Why should the substitution be injective when integrating by substitution?

Question

I made a silly mistake in evaluating some integral by using a non-injective $u$-substitution. But why should $u$-substitutions be injective in the first place?

I reasoned in the following way: the formula $$ \int_{\phi(a)}^{\phi(b)}g(x)\ dx = \int_a^b g(\phi(t))\phi^\prime(t)\ dt $$ holds for a general $C^1$ function $\phi$, even if it is not injective. When you calculate an integral of the form $\int_a^b f(\phi(t))\ dt$, to use the formula above from right to left, you should find a function $f$ such that $$ f(\phi(t)) = g(\phi(t))\phi^\prime(t), $$ which do not exist if $\phi$ is not injective, i.e., $\phi(t) = 0$ for some $t$. This is why substitutions should be injective.

Is my reasoning correct? If so, I believe that if $\phi^\prime(t) = 0 \Rightarrow f(\phi(t)) = 0$, a function $g$ that satisfies the formula above may exist and $\phi$ should not necessarily be injective. Is this right?

I am often confused about the fact $\phi$ should be injective. Is there an intuitive way to interpret this fact, so that I always remember to take a $\phi$ that is injective?

I would be grateful if you could help me understand this matter.

Answer 1

Well, imagine the substitution as tracing a path (along the $x$-axis in this case). If you go from $a$ to $b$ and then back from $b$ to $a$ you will cancel out the integral and not compute the integral on $[a,b]$ as you intended. And all sorts of intermediate things can happen.

Try "parametrizing" $[0,1]$ by $x=\sin t$, $0\le t\le\pi$, and computing $\displaystyle\int_0^1 x\,dx$, for example.

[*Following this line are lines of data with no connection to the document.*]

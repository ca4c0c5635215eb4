use serde::{Deserialize, Serialize};
use std::fmt;
use std::path::Path;

/// File extensions the catalog picks up, lowercase and without the dot.
pub const SUPPORTED_EXTENSIONS: [&str; 5] = ["ps1", "py", "bat", "cmd", "exe"];

/// Closed set of script types. Resolved once from the file extension and then
/// matched exhaustively by the parser and the invocation builder.
#[derive(Debug, Clone, Copy, Serialize, Deserialize, PartialEq, Eq, Hash)]
#[serde(rename_all = "snake_case")]
pub enum ScriptKind {
    PowerShell,
    Python,
    Batch,
    Executable,
}

impl ScriptKind {
    /// Resolve from a bare extension (case-insensitive, leading dot allowed).
    pub fn from_extension(ext: &str) -> Option<Self> {
        match ext.trim_start_matches('.').to_ascii_lowercase().as_str() {
            "ps1" => Some(Self::PowerShell),
            "py" => Some(Self::Python),
            "bat" | "cmd" => Some(Self::Batch),
            "exe" => Some(Self::Executable),
            _ => None,
        }
    }

    pub fn from_path(path: &Path) -> Option<Self> {
        path.extension()
            .and_then(|e| e.to_str())
            .and_then(Self::from_extension)
    }

    /// Line-comment marker used by metadata headers of this kind.
    pub fn comment_marker(&self) -> CommentMarker {
        match self {
            Self::Batch => CommentMarker::DoubleColon,
            Self::PowerShell | Self::Python | Self::Executable => CommentMarker::Hash,
        }
    }

    /// Default extension used when creating a script of this kind.
    pub fn extension(&self) -> &'static str {
        match self {
            Self::PowerShell => "ps1",
            Self::Python => "py",
            Self::Batch => "bat",
            Self::Executable => "exe",
        }
    }

    pub fn supports_undo(&self) -> bool {
        !matches!(self, Self::Executable)
    }
}

impl fmt::Display for ScriptKind {
    fn fmt(&self, f: &mut fmt::Formatter<'_>) -> fmt::Result {
        match self {
            ScriptKind::PowerShell => write!(f, "powershell"),
            ScriptKind::Python => write!(f, "python"),
            ScriptKind::Batch => write!(f, "batch"),
            ScriptKind::Executable => write!(f, "executable"),
        }
    }
}

/// Comment prefix that introduces a metadata line.
#[derive(Debug, Clone, Copy, PartialEq, Eq, Hash)]
pub enum CommentMarker {
    Hash,
    DoubleColon,
}

impl CommentMarker {
    /// Marker for any text file: `::` for batch files, `#` for everything
    /// else, including extensions the launcher does not support.
    pub fn for_path(path: &Path) -> Self {
        ScriptKind::from_path(path)
            .map(|k| k.comment_marker())
            .unwrap_or(Self::Hash)
    }

    pub fn as_str(&self) -> &'static str {
        match self {
            Self::Hash => "#",
            Self::DoubleColon => "::",
        }
    }
}

/// Lowercase extension of `path` including the dot, or an empty string.
pub fn dotted_extension(path: &Path) -> String {
    path.extension()
        .map(|e| format!(".{}", e.to_string_lossy().to_lowercase()))
        .unwrap_or_default()
}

Of course, if you do the official substitution, you end up with $\int_0^0 x\,dx = 0$. But the function has "covered" the interval $[0,1]$ and then "uncovered" it.

Answer 2

When $f:\ I\to{\mathbb R}$ has a primitive $F$ on the interval $I$, then by definition $$\int_a^b f(t)\ dt =F(b)-F(a)$$ for any $a$, $b\in I$; in particular $b<a$ is allowed.

When $\phi$ is differentiable on $[a,b]$ and $g$ has a primitive $G$ on an interval $I$ containing $\phi\bigl([a,b]\bigr)$, then by the chain rule $G \circ \phi$ is a primitive of $(g\circ\phi)\cdot\phi'$ on $[a,b]$. It follows that $$\int_{\phi(a)}^{\phi(b)} g(x)\ dx =G\bigl(\phi(b)\bigr)-G\bigl(\phi(a)\bigr)=\int_a^bg\bigl(\phi(t)\bigr)\phi'(t)\ dt\ .\tag{1}$$ No question of injectivity here.

Now there is a second kind of substitution. Here we are given an integral $$\int_a^b f(x)\ dx$$ without any $\phi$ visible neither in the boundaries nor in the integrand. It is up to us to choose a clever $\phi$ defined on some interval $J$ such that (i) $a$, $b\in \phi(J)$ and (ii) $f\circ\phi$ is defined on $J$. Assume that $\phi(a')=a$, $\>\phi(b')=b$. Then according to $(1)$ we have $$\int_a^b f(x)\ dx=\int_{a'}^{b'}f\bigl(\phi(t)\bigr)\>\phi'(t)\ dt\ .$$ No question of injectivity here, either. Consider the following example: $$\int_0^{1/2} x^2\ dx=\int_{-\pi}^{25\pi/6}\sin^2 t\>\cos t\ dt.$$ It is true that for this second kind of substitution one usually chooses an injective $\phi$ so that one can immediately write $\phi^{-1}(a)$ and $\phi^{-1}(b)$ instead of "take an $a'$ such that $\phi(a')=a\ $".